Consequently, Leila’s symptoms of anxiety, depression and dissociation got worse. By the time I met with her for a consultation she evidenced signs of complex trauma. Dr. Judith Herman explains in her seminal book Trauma & Recovery that complex trauma refers to a prolonged history of subjection to totalitarian control over an extensive period, which threatens one’s life and arrests the course of normal development by its repetitive intrusion of terror and helplessness into the survivor’s life.

On the surface Leila’s home life looked intact and privileged, even idyllic. Yet behind closed doors was implacable systemic abuse. Character assassination, gaslighting, threats of physical violence and parentification were everyday occurrences, and because Leila couldn’t adequately pretend that all was ‘normal’ she was branded the difficult one.

In psychological parlance, Leila is seen as the symptom bearer or the identified patient.

The symptom bearer carries the evidence of the familial dysfunction.

This pattern of assigning blame to the one who overtly manifests the family pathology was glaringly evident when I worked with teens in an alternative high school and drug treatment program. One evening a week the parents would meet to offer each other support and address logistical and clinical concerns with their children in the program.

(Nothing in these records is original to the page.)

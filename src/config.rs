/// Configuration system for archlens
///
/// Supports loading from multiple sources with priority:
/// CLI args > Environment variables > Config file > Defaults
use crate::error::{ConfigError, LensError};
use serde::{Deserialize, Serialize};
use std::collections::BTreeMap;
use std::path::{Path, PathBuf};

/// Main configuration structure
#[derive(Debug, Clone, Serialize, Deserialize, Default)]
pub struct Config {
    /// Chunk budget and split thresholds
    #[serde(default)]
    pub chunking: ChunkingConfig,

    /// Token estimator selection
    #[serde(default)]
    pub tokenizer: TokenizerConfig,

    /// File importance weights
    #[serde(default)]
    pub ranking: RankingConfig,

    /// Similarity grouping of chunks
    #[serde(default)]
    pub similarity: SimilarityConfig,

    /// Analysis cache configuration
    #[serde(default)]
    pub cache: CacheConfig,

    /// Text-generation call parameters
    #[serde(default)]
    pub generation: GenerationConfig,

    /// Repository walking and file filters
    #[serde(default)]
    pub ingest: IngestConfig,

    /// Optional calls made after synthesis
    #[serde(default)]
    pub analysis: AnalysisOptions,
}

/// Chunk budget and split thresholds
#[derive(Debug, Clone, Serialize, Deserialize)]
pub struct ChunkingConfig {
    /// Maximum estimated tokens per chunk
    #[serde(default = "default_max_tokens")]
    pub max_tokens: usize,

    /// Fraction of the budget after which a division/section boundary closes a chunk
    #[serde(default = "default_high_level_split_ratio")]
    pub high_level_split_ratio: f64,

    /// Fraction of the budget that triggers an emergency split
    #[serde(default = "default_emergency_split_ratio")]
    pub emergency_split_ratio: f64,

    /// Where a forced split cuts the accumulated lines when no boundary is in range
    #[serde(default = "default_forced_split_ratio")]
    pub forced_split_ratio: f64,

    /// Fill level at which a file group starts a new part
    #[serde(default = "default_group_fill_ratio")]
    pub group_fill_ratio: f64,

    /// Files above this fraction of the budget are split on their own
    #[serde(default = "default_large_file_ratio")]
    pub large_file_ratio: f64,

    /// How many lines back an emergency split looks for a boundary
    #[serde(default = "default_boundary_search_window")]
    pub boundary_search_window: usize,

    /// Trailing context carried into a chunk opened at a high-level boundary
    #[serde(default = "default_boundary_overlap_lines")]
    pub boundary_overlap_lines: usize,

    /// Overlap carried after an emergency split at a boundary
    #[serde(default = "default_emergency_overlap_lines")]
    pub emergency_overlap_lines: usize,

    /// Line window used when a file has no structural boundaries
    #[serde(default = "default_fallback_max_lines")]
    pub fallback_max_lines: usize,

    /// Overlap between consecutive line windows
    #[serde(default = "default_fallback_overlap_lines")]
    pub fallback_overlap_lines: usize,
}

/// Token estimator selection
#[derive(Debug, Clone, Serialize, Deserialize)]
pub struct TokenizerConfig {
    /// Estimator: "bpe" (cl100k_base) or "heuristic"
    #[serde(default = "default_estimator")]
    pub estimator: String,

    /// Characters per token assumed by the heuristic estimator
    #[serde(default = "default_chars_per_token")]
    pub chars_per_token: usize,
}

/// One entry of the ordered file-name keyword table
#[derive(Debug, Clone, PartialEq, Serialize, Deserialize)]
pub struct KeywordWeight {
    pub keyword: String,
    pub weight: u32,
}

/// File importance weights
#[derive(Debug, Clone, Serialize, Deserialize)]
pub struct RankingConfig {
    /// Ordered keyword table; the first keyword contained in the file name wins
    #[serde(default = "default_keyword_weights")]
    pub keyword_weights: Vec<KeywordWeight>,

    /// Weight per language tag
    #[serde(default = "default_language_weights")]
    pub language_weights: BTreeMap<String, u32>,

    /// Weight for languages missing from `language_weights`
    #[serde(default = "default_language_weight")]
    pub default_language_weight: u32,

    /// Lines per bonus point
    #[serde(default = "default_size_bonus_divisor")]
    pub size_bonus_divisor: usize,

    /// Upper bound of the size bonus
    #[serde(default = "default_size_bonus_cap")]
    pub size_bonus_cap: f64,
}

/// Similarity grouping of chunks
#[derive(Debug, Clone, Serialize, Deserialize)]
pub struct SimilarityConfig {
    #[serde(default = "default_true")]
    pub enabled: bool,

    /// Cosine similarity a chunk must exceed to join a group
    #[serde(default = "default_similarity_threshold")]
    pub threshold: f64,

    /// Grouping only runs when there are more chunks than this
    #[serde(default = "default_min_chunks")]
    pub min_chunks: usize,

    /// Vocabulary size of the TF-IDF vectorizer
    #[serde(default = "default_max_features")]
    pub max_features: usize,
}

/// Analysis cache configuration
#[derive(Debug, Clone, Serialize, Deserialize)]
pub struct CacheConfig {
    #[serde(default = "default_true")]
    pub enabled: bool,

    /// Root directory; one sub-directory per namespace
    #[serde(default = "default_cache_directory")]
    pub directory: PathBuf,

    /// Entries older than this are treated as misses
    #[serde(default = "default_ttl_hours")]
    pub ttl_hours: u64,
}

/// Text-generation call parameters
#[derive(Debug, Clone, Serialize, Deserialize)]
pub struct GenerationConfig {
    #[serde(default = "default_temperature")]
    pub temperature: f32,

    /// Timeout in seconds for each backend call
    #[serde(default = "default_generation_timeout")]
    pub timeout_secs: u64,

    #[serde(default = "default_chunk_max_tokens")]
    pub chunk_max_tokens: u32,

    #[serde(default = "default_synthesis_max_tokens")]
    pub synthesis_max_tokens: u32,

    #[serde(default = "default_single_max_tokens")]
    pub single_max_tokens: u32,

    #[serde(default = "default_cobol_merge_max_tokens")]
    pub cobol_merge_max_tokens: u32,

    #[serde(default = "default_diagram_max_tokens")]
    pub diagram_max_tokens: u32,

    #[serde(default = "default_recommendation_max_tokens")]
    pub recommendation_max_tokens: u32,

    /// Budget of the relationship and documentation calls of a structure analysis
    #[serde(default = "default_structure_max_tokens")]
    pub structure_max_tokens: u32,

    #[serde(default = "default_plantuml_max_tokens")]
    pub plantuml_max_tokens: u32,
}

/// Repository walking and file filters
#[derive(Debug, Clone, Serialize, Deserialize)]
pub struct IngestConfig {
    /// Glob patterns a file must match to be loaded; empty loads everything
    #[serde(default)]
    pub include_patterns: Vec<String>,

    /// Glob patterns excluded on top of the built-in excludes
    #[serde(default)]
    pub exclude_patterns: Vec<String>,

    /// Honor .gitignore, .git/info/exclude and the global gitignore
    #[serde(default = "default_true")]
    pub respect_gitignore: bool,

    /// Files larger than this are skipped
    #[serde(default = "default_max_file_size")]
    pub max_file_size: u64,
}

/// Optional calls made after synthesis
#[derive(Debug, Clone, Serialize, Deserialize)]
pub struct AnalysisOptions {
    /// Mermaid diagrams of components and process flow
    #[serde(default = "default_true")]
    pub include_diagrams: bool,

    /// Separate recommendations call
    #[serde(default = "default_true")]
    pub include_recommendations: bool,

    /// Cross-file relationships, PlantUML and documentation
    #[serde(default)]
    pub include_structure: bool,
}

// Default value functions
fn default_max_tokens() -> usize {
    120_000
}

fn default_high_level_split_ratio() -> f64 {
    0.7
}

fn default_emergency_split_ratio() -> f64 {
    0.9
}

fn default_forced_split_ratio() -> f64 {
    0.8
}

fn default_group_fill_ratio() -> f64 {
    0.8
}

fn default_large_file_ratio() -> f64 {
    0.7
}

fn default_boundary_search_window() -> usize {
    50
}

fn default_boundary_overlap_lines() -> usize {
    3
}

fn default_emergency_overlap_lines() -> usize {
    5
}

fn default_fallback_max_lines() -> usize {
    1000
}

fn default_fallback_overlap_lines() -> usize {
    50
}

fn default_estimator() -> String {
    "bpe".to_string()
}

fn default_chars_per_token() -> usize {
    3
}

fn default_keyword_weights() -> Vec<KeywordWeight> {
    [
        ("main", 100),
        ("index", 90),
        ("app", 85),
        ("server", 80),
        ("config", 70),
        ("settings", 65),
        ("package", 60),
        ("model", 75),
        ("controller", 75),
        ("service", 75),
        ("component", 70),
        ("util", 50),
        ("helper", 50),
        ("test", 30),
        ("spec", 30),
        ("readme", 20),
    ]
    .into_iter()
    .map(|(keyword, weight)| KeywordWeight {
        keyword: keyword.to_string(),
        weight,
    })
    .collect()
}

fn default_language_weights() -> BTreeMap<String, u32> {
    [
        ("cobol", 100),
        ("python", 90),
        ("javascript", 85),
        ("typescript", 85),
        ("java", 80),
        ("cpp", 75),
        ("c", 75),
        ("go", 70),
        ("json", 40),
        ("yaml", 40),
        ("xml", 35),
        ("text", 20),
    ]
    .into_iter()
    .map(|(lang, weight)| (lang.to_string(), weight))
    .collect()
}

fn default_language_weight() -> u32 {
    30
}

fn default_size_bonus_divisor() -> usize {
    50
}

fn default_size_bonus_cap() -> f64 {
    30.0
}

fn default_true() -> bool {
    true
}

fn default_similarity_threshold() -> f64 {
    0.3
}

fn default_min_chunks() -> usize {
    3
}

fn default_max_features() -> usize {
    1000
}

fn default_cache_directory() -> PathBuf {
    crate::paths::PlatformPaths::default_analysis_cache_dir()
}

fn default_ttl_hours() -> u64 {
    24
}

fn default_temperature() -> f32 {
    0.1
}

fn default_generation_timeout() -> u64 {
    120
}

fn default_chunk_max_tokens() -> u32 {
    1500
}

fn default_synthesis_max_tokens() -> u32 {
    2500
}

fn default_single_max_tokens() -> u32 {
    3000
}

fn default_diagram_max_tokens() -> u32 {
    800
}

fn default_recommendation_max_tokens() -> u32 {
    1000
}

fn default_structure_max_tokens() -> u32 {
    3000
}

fn default_plantuml_max_tokens() -> u32 {
    2000
}

fn default_max_file_size() -> u64 {
    1_048_576
}

fn default_cobol_merge_max_tokens() -> u32 {
    3000
}

impl Default for ChunkingConfig {
    fn default() -> Self {
        Self {
            max_tokens: default_max_tokens(),
            high_level_split_ratio: default_high_level_split_ratio(),
            emergency_split_ratio: default_emergency_split_ratio(),
            forced_split_ratio: default_forced_split_ratio(),
            group_fill_ratio: default_group_fill_ratio(),
            large_file_ratio: default_large_file_ratio(),
            boundary_search_window: default_boundary_search_window(),
            boundary_overlap_lines: default_boundary_overlap_lines(),
            emergency_overlap_lines: default_emergency_overlap_lines(),
            fallback_max_lines: default_fallback_max_lines(),
            fallback_overlap_lines: default_fallback_overlap_lines(),
        }
    }
}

Unfortunately, this group became a dumping ground where parents disparaged, accused and placed full responsibility on their adolescent child for all their afflictions. Their children were not only expected to shoulder the blame for their own mistakes, but also the mistakes of their parents.

As the treatment coordinator I had the latitude to restructure programming, so one night I announced that the Family modality was being modified. No longer would the weekly group be a place to rail against their children while denying any accountability. Going forward the parents were required to engage in a dynamic group process that would address their personal difficulties from generational patterns of trauma, mood disorders and addictions. Additionally, parents struggling with addictive disorders would be encouraged to participate in the adult component of the treatment program. As to be expected, rather than turning the attention on themselves, many of the parents pulled their kids from the program.

Maintaining the family homeostasis (Bateson Project) or balance, requires the sustainability of specific roles.

When the ecosystem of the family is disrupted by difficulties such as addiction, marital difficulties, or domestic violence, the symptom bearer role is relied upon to shift the attention off of the systemic dysfunction and onto the one designated as ‘sick.’